C: Talking about ideas of religious involvement in same-sex marriage. Compares to what Rev. Falwell said in 1958 speech that if there is black and white equality it could lead to interracial marriage. People hold their beliefs deeply and interpret scripture variously and it changes. Compares invocation of religion in maintaining segregation as against God’ s will just as is happening especially since Anita Bryant’s first campaign. Same thing happened in Prop. 8.
(He’s not saying that people who believe are bad. He’s saying that religion is used to motivate people and that those beliefs do change.)
TS is done. She’s done a great job!
Now, the judge is giving Prop. 8 a shot at Chauncey, at least for ten minutes.

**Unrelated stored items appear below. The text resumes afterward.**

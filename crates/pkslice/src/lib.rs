//! Primary-key slicing against live databases.
//!
//! Looks up a table's primary key, samples boundary keys in key order and
//! turns the intervals between them into AND-only `SELECT` statements that
//! together scan every row exactly once. Planning itself lives in
//! `pkslice_plan`; this crate adds dialect SQL, database sources and the CLI
//! plumbing.

pub mod config;
pub mod dialect;
pub mod error;
pub mod metrics;
pub mod orchestrator;
pub mod sampler;
pub mod source;
pub mod table;

pub use config::{OutputFormat, SliceConfig};
pub use dialect::{CatalogQuery, Dialect};
pub use error::SliceError;
pub use metrics::{SliceMetrics, SliceMetricsSnapshot};
pub use orchestrator::{generate_slice_sql, slice_statement, PhaseTimings, SliceReport, SliceRun};
pub use sampler::BoundarySampler;
pub use source::{connect, KeySource};
pub use table::TableName;
use std::fmt;

/// Table reference as given on the command line: `name` or `schema.name`.
#[derive(Debug, Clone, PartialEq, Eq)]
pub struct TableName {
    pub schema: Option<String>,
    pub name: String,
}

impl TableName {
    /// Splits on the first `.`; everything after it is the table name.
    pub fn parse(raw: &str) -> Self {
        match raw.split_once('.') {
            Some((schema, name)) => Self {
                schema: Some(schema.to_string()),
                name: name.to_string(),
            },
            None => Self {
                schema: None,
                name: raw.to_string(),
            },
        }
    }

    /// Name as embedded in generated SQL.
    pub fn qualified(&self) -> String {
        match &self.schema {
            Some(schema) => format!("{schema}.{}", self.name),
            None => self.name.clone(),
        }
    }
}

impl fmt::Display for TableName {
    fn fmt(&self, f: &mut fmt::Formatter<'_>) -> fmt::Result {
        f.write_str(&self.qualified())
    }
}
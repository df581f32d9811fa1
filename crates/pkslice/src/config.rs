//! Validated run configuration built from command-line arguments.

use clap::ValueEnum;

use crate::dialect::Dialect;
use crate::error::SliceError;
use crate::table::TableName;

/// How statements are written to stdout.
#[derive(Debug, Clone, Copy, Default, PartialEq, Eq, ValueEnum)]
pub enum OutputFormat {
    /// One statement per line.
    #[default]
    Text,
    /// A single JSON document with key columns, boundaries and statements.
    Json,
}

#[derive(Debug, Clone, PartialEq, Eq)]
pub struct SliceConfig {
    pub dialect: Dialect,
    /// Driver connect string (libpq style for pg, `user/password@db` for ora).
    pub conn: String,
    pub table: TableName,
    pub slices: u32,
    /// Print phase timings to stderr after the run.
    pub profile: bool,
    pub format: OutputFormat,
}

impl SliceConfig {
    pub fn new(
        dialect: Dialect,
        conn: impl Into<String>,
        table: &str,
        slices: u32,
    ) -> Result<Self, SliceError> {
        let config = Self {
            dialect,
            conn: conn.into(),
            table: TableName::parse(table),
            slices,
            profile: false,
            format: OutputFormat::Text,
        };
        config.validate()?;
        Ok(config)
    }

    pub fn with_profile(mut self, profile: bool) -> Self {
        self.profile = profile;
        self
    }

    pub fn with_format(mut self, format: OutputFormat) -> Self {
        self.format = format;
        self
    }

    pub fn validate(&self) -> Result<(), SliceError> {
        if self.slices == 0 {
            return Err(SliceError::InvalidSliceCount);
        }
        if self.conn.trim().is_empty() {
            return Err(SliceError::InvalidConnectString(
                "connect string is empty".to_string(),
            ));
        }
        Ok(())
    }
}

#[cfg(test)]
mod tests {
    use super::*;

    #[test]
    fn rejects_zero_slices() {
        let err = SliceConfig::new(Dialect::Postgres, "host=localhost", "t", 0)
            .expect_err("zero slices");
        assert!(matches!(err, SliceError::InvalidSliceCount));
    }

    #[test]
    fn rejects_blank_connect_string() {
        let err = SliceConfig::new(Dialect::Oracle, "  ", "t", 4).expect_err("blank conn");
        assert!(err.is_configuration());
    }

    #[test]
    fn parses_schema_qualified_table() {
        let config = SliceConfig::new(Dialect::Postgres, "host=localhost", "sales.orders", 8)
            .expect("config")
            .with_format(OutputFormat::Json);
        assert_eq!(config.table.schema.as_deref(), Some("sales"));
        assert_eq!(config.format, OutputFormat::Json);
        assert!(!config.profile);
    }
}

[UPDATE] 4:15 Prop. 8: You gave to LAMBDA and another group that advocates for gay marriage. Profile about you says, “George Chauncey is an advocate.”
C: Likes line above that says that he’s “a historian’s historian,” but yes I do support the right of gay couples to marry but I distinguish that from my work as a historian, which is beyond reproach.

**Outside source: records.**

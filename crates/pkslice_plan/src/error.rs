use thiserror::Error;

/// Failures of the pure planning layer. All of them are caller contract
/// violations; a well-formed key and boundary list never produces one.
#[derive(Debug, Clone, PartialEq, Eq, Error)]
pub enum PlanError {
    #[error("primary key has no columns")]
    EmptyKey,
    #[error("key tuple has {actual} values, key schema has {expected} columns")]
    ArityMismatch { expected: usize, actual: usize },
}
//! `pkslice` binary: prints primary-key slice statements for one table.
//!
//! Statements go to stdout; logs go to `--log-file` so the output can be piped
//! straight into a parallel runner.

use std::fs::OpenOptions;
use std::path::{Path, PathBuf};
use std::sync::Mutex;

use anyhow::{Context, Result};
use clap::Parser;
use pkslice::{generate_slice_sql, Dialect, OutputFormat, SliceConfig, SliceMetrics};
use tracing::info;
use tracing_subscriber::fmt::writer::BoxMakeWriter;
use tracing_subscriber::EnvFilter;

/// Generate primary-key based slice SQL statements.
#[derive(Parser, Debug)]
#[command(name = "pkslice")]
struct Args {
    /// Database type: `pg` or `ora`.
    #[arg(long, env = "PKSLICE_DBTYPE", value_parser = parse_dialect)]
    dbtype: Dialect,

    /// Connection string passed to the driver.
    #[arg(long, env = "PKSLICE_CONN")]
    conn: String,

    /// Table name, optionally schema-qualified (`schema.table`).
    #[arg(long, env = "PKSLICE_TABLE")]
    table: String,

    /// Number of desired slices.
    #[arg(long, env = "PKSLICE_SLICES", default_value_t = 8)]
    slices: u32,

    /// Print profiling info to stderr.
    #[arg(long, env = "PKSLICE_PROFILE", default_value_t = false)]
    profile: bool,

    /// Log level used when `RUST_LOG` is unset (trace, debug, info, warn, error).
    #[arg(long, env = "PKSLICE_LOG_LEVEL", default_value = "info")]
    log_level: String,

    /// Log file path (appended). `-` logs to stderr.
    #[arg(long, env = "PKSLICE_LOG_FILE", default_value = "pkslice.log")]
    log_file: PathBuf,

    /// Output format for the generated statements.
    #[arg(long, env = "PKSLICE_FORMAT", value_enum, default_value_t = OutputFormat::Text)]
    format: OutputFormat,
}

fn parse_dialect(raw: &str) -> Result<Dialect, String> {
    raw.parse::<Dialect>().map_err(|err| err.to_string())
}

#[tokio::main(flavor = "current_thread")]
async fn main() -> Result<()> {
    let args = Args::parse();
    init_logging(&args.log_level, &args.log_file)?;

    let config = SliceConfig::new(args.dbtype, args.conn, &args.table, args.slices)
        .context("invalid configuration")?
        .with_profile(args.profile)
        .with_format(args.format);
    info!(
        dbtype = %config.dialect,
        table = %config.table,
        slices = config.slices,
        "start"
    );

    let source = pkslice::connect(config.dialect, &config.conn)
        .await
        .with_context(|| format!("failed to connect ({})", config.dialect))?;
    let metrics = SliceMetrics::default();
    let run = generate_slice_sql(source.as_ref(), &config.table, config.slices, &metrics)
        .await
        .with_context(|| format!("failed to slice table {}", config.table))?;

    match config.format {
        OutputFormat::Text => {
            for statement in &run.statements {
                println!("{statement}");
            }
        }
        OutputFormat::Json => {
            let doc = serde_json::to_string_pretty(&run.report())
                .context("failed to encode slice report")?;
            println!("{doc}");
        }
    }

    if config.profile {
        eprintln!("{}", run.profile_line());
    }
    Ok(())
}

fn init_logging(level: &str, log_file: &Path) -> Result<()> {
    let filter = EnvFilter::try_from_default_env()
        .or_else(|_| EnvFilter::try_new(format!("pkslice={level},pkslice_plan={level},warn")))
        .context("invalid --log-level")?;

    let to_stderr = log_file.as_os_str() == "-";
    let writer = if to_stderr {
        BoxMakeWriter::new(std::io::stderr)
    } else {
        let file = OpenOptions::new()
            .create(true)
            .append(true)
            .open(log_file)
            .with_context(|| format!("failed to open log file {}", log_file.display()))?;
        BoxMakeWriter::new(Mutex::new(file))
    };

    tracing_subscriber::fmt()
        .with_target(false)
        .with_ansi(to_stderr)
        .with_writer(writer)
        .with_env_filter(filter)
        .init();
    Ok(())
}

Prop. 8: He wants to define homosexuality. (This is just great. It really is. We have homosexuality on trial!!) Well, in that context I was using it objectively as substantively as people having relations with people of the same sex. As a noun it’s an identity of people whose primary attraction and erotic appeal is to someone of the same sex.
Most of the historians say that definition of homosexuality has changed.
Prop. 8 is trying to make the point of that C’s writing shows that the definition of modern homosexuality is only since 1930’s. Earlier culture allowed men to have sex with men without the need to identify as homosexual in the modern taxonomy. There were many men who had same sex relations who went on to marry women. Moving from a time when homosexuality was evil to face a powerful movement that changes that to neutral or even good.
(This part stops for the day.)
Boutrous asks about more secrecy questions. He says that there are several documents presented to the court under seal at the order of the Magistrate for production by the Prop. 8 side. Boutrous says, “Since Mr. Thompson has been such a stickler about document production, I want to be sure we can share with our witnesses.” Cooper says he has to look at the documents again tonight. Boutrous says they are not confidential, public documents, should not be in any way controversial for confidentiality.
Judge wants to see them. Both sides do not object to having Judge review.
Cooper says we have to review document by document and may have to remain under protective seal. (Wow again. Come on, guys. These are apparently public documents from Prop. 8 that Prop. 8 does not want to release to the public, or at least use in court. Hide. Hide. Hide.)
Cooper wants to place the objection that the future documents that are produced under the Magistrate’s order be under continual possible objection under First Amendment and grounds that they are irrelevant.
The judge agrees that Amicus Briefs may be filed only until seven days after the presentation of evidence.